Share

Pilih Kasih

Author: Brata Yudha
last update Huling Na-update: 2025-07-16 14:55:56

Rupanya keterkejutan itu juga dialami oleh Eko. Ia melotot ke arah Anggi, seakan protes dan tidak setuju dengan apa yang dikatakan gadis tersebut. 

Anggi menghela napas kesal. Tampak jengah menuruti permintaan Eko untuk terus menyembunyikan hubungan terlarang mereka. 

"Mas! Udahlah, Mas. Nggak usah ditutupin lagi. Kita udah sejauh ini juga," ucapnya. 

Kemuning lagi-lagi terpaku. "Kamu... bilang apa barusan, Nggi?" selanya. 

"Iya, aku sama Mas Eko beneran ada hubungan, Mbak! Bentar lagi kami mau nikah. Nunggu aku lulus kuliah dulu." 

Deg! 

Lagi-lagi ada rasa nyeri yang nyata di jantung Kemuning. Luka yang tak terlihat, tetapi perih bukan main. 

"Tapi... Mas Eko itu pacar Mbak, Nggi. Kok kamu tega, sih, sama Mbak?" tanya Kemuning lirih. 

Anggi mencibir, seolah tak mengenal kata empati. "Halah! Udahlah, Mbak! Nggak usah banyak drama! Terima aja kenyataannya!" 

Apa katanya? Menerima kenyataan? Bagaimana mungkin Kemuning menerima semuanya secepat itu? Cintanya kepada Eko tulus. Tak pernah satu kali pun ia berpikir untuk mengakhianati pria itu. Dan apa yang didapatinya sekarang? Sebuah pengkhianatan dari kekasih dan adiknya sekaligus? 

Kemuning menggeleng tak percaya. Semua terasa seperti mimpi buruk.
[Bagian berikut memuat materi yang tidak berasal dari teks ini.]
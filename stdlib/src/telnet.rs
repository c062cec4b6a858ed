use robotls_core::library::{KeywordDoc, LibraryScope, StdLibrary};

use crate::{initializer, keywords_from_table, KeywordSpec};

const NAME: &str = "Telnet";

const INIT_ARGS: &[&str] = &[
    "timeout=3 seconds",
    "newline=CRLF",
    "prompt=None",
    "prompt_is_regexp=False",
    "encoding=UTF-8",
    "encoding_errors=ignore",
    "default_log_level=INFO",
    "window_size=None",
    "environ_user=None",
    "terminal_emulation=False",
    "terminal_type=None",
    "telnetlib_log_level=TRACE",
    "connection_timeout=None",
];

const KEYWORDS: &[KeywordSpec] = &[
    ("Close All Connections", &[], "Closes all open connections and empties the connection cache."),
    ("Close Connection", &["loglevel=None"], "Closes the current Telnet connection."),
    ("Execute Command", &["command", "loglevel=None", "strip_prompt=False"], "Executes the given command and reads, logs, and returns everything until the prompt."),
    ("Login", &["username", "password", "login_prompt=login: ", "password_prompt=Password: ", "login_timeout=1 second", "login_incorrect=Login incorrect"], "Logs in to the Telnet server with the given user information."),
    ("Open Connection", &["host", "alias=None", "port=23", "timeout=None", "newline=None", "prompt=None", "prompt_is_regexp=False", "encoding=None", "encoding_errors=None", "default_log_level=None", "window_size=None", "environ_user=None", "terminal_emulation=None", "terminal_type=None", "telnetlib_log_level=None", "connection_timeout=None"], "Opens a new Telnet connection to the given host and port."),
    ("Read", &["loglevel=None"], "Reads everything that is currently available in the output."),
    ("Read Until", &["expected", "loglevel=None"], "Reads output until expected text is encountered."),
    ("Read Until Prompt", &["loglevel=None", "strip_prompt=False"], "Reads output until the prompt is encountered."),
    ("Read Until Regexp", &["*expected"], "Reads output until any of the expected regular expressions match."),
    ("Set Default Log Level", &["level"], "Sets the default log level used for logging in the current connection."),
    ("Set Encoding", &["encoding=None", "errors=None"], "Sets the encoding to use for writing and reading in the current connection."),
    ("Set Newline", &["newline"], "Sets the newline used by Write keyword in the current connection."),
    ("Set Prompt", &["prompt", "prompt_is_regexp=False"], "Sets the prompt used by Read Until Prompt and Login in the current connection."),
    ("Set Telnetlib Log Level", &["level"], "Sets the log level used for logging in the underlying telnetlib."),
    ("Set Timeout", &["timeout"], "Sets the timeout used for waiting output in the current connection."),
    ("Switch Connection", &["index_or_alias"], "Switches between active connections using an index or an alias."),
    ("Write", &["text", "loglevel=None"], "Writes the given text plus a newline into the connection."),
    ("Write Bare", &["text"], "Writes the given text, and nothing else, into the connection."),
    ("Write Control Character", &["character"], "Writes the given control character into the connection."),
    ("Write Until Expected Output", &["text", "expected", "timeout", "retry_interval", "loglevel=None"], "Writes the given text repeatedly, until expected appears in the output."),
];

/// `Telnet`: connections to Telnet servers.
#[derive(Debug)]
pub struct TelnetLibrary {
    keywords: Vec<KeywordDoc>,
}

impl Default for TelnetLibrary {
    fn default() -> Self {
        Self::new()
    }
}

impl TelnetLibrary {
    pub fn new() -> Self {
        Self {
            keywords: keywords_from_table(NAME, KEYWORDS),
        }
    }
}

impl StdLibrary for TelnetLibrary {
    fn name(&self) -> &str {
        NAME
    }

    fn description(&self) -> &str {
        "A library providing communication over Telnet connections."
    }

    fn scope(&self) -> LibraryScope {
        LibraryScope::Suite
    }

    fn keywords(&self) -> Vec<KeywordDoc> {
        self.keywords.clone()
    }

    fn inits(&self) -> Vec<KeywordDoc> {
        vec![initializer(NAME, INIT_ARGS, "Telnet library can be imported with optional configuration parameters.")]
    }
}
"Mas, bilang kalau ini semua bohongan. Iya, kan? Kamu... pasti mau ngasih kejutan sama aku karena hari ini aku lagi ulang tahun." 

Eko tak menjawab. Ia menatap bingung ke arah Anggi dan Kemuning bergantian. Seakan masih tak menyangka Kemuning benar-benar memergokinya di sana. 

Kemuning menunggu. Mana seruan 'surprise'nya? Mana tawa lega karena mereka berhasil mengerjainya? Mengapa Eko tetap bungkam, pun Anggi tetap memasang wajah kesal? 

"Ulang tahun apaan? Aku aja nggak ingat kalau Mbak ulang tahun. Gimana mau ngasih kejutan, sih, Mbak?" 

Tangan Kemuning berkeringat dingin. Jantungnya masih berdebar begitu kencang. Rasanya sama seperti dulu saat menerima kabar kalau guru orang tuanya meninggal dunia. Sedih, sakit, hampa. Ini adalah jenis kehilangan yang tak pernah terbayangkan oleh Kemuning. Kehilangan kepercayaan kepada orang-orang terdekatnya. 

"Ini semua... nggak mungkin. Kamu nggak mungkin mengkhianati aku dengan adikku sendiri, kan, Mas? Jawab aku, Mas Eko!" 

Kemuning merangsek maju. Ia ingin menyentuh lengan baju Eko, tetapi langsung dihadang oleh Anggi. Adiknya itu mendorongnya menjauh dari pria tersebut. 

"Udahlah, Mbak! Mas Eko itu udah nggak cinta sama Mbak sejak lama! Dia belum mutusin hubungan kalian ya karena kasihan aja." Anggi semakin kasar. 

Diperlakukan seperti itu, tatapan Kemuning jadi berubah tajam. 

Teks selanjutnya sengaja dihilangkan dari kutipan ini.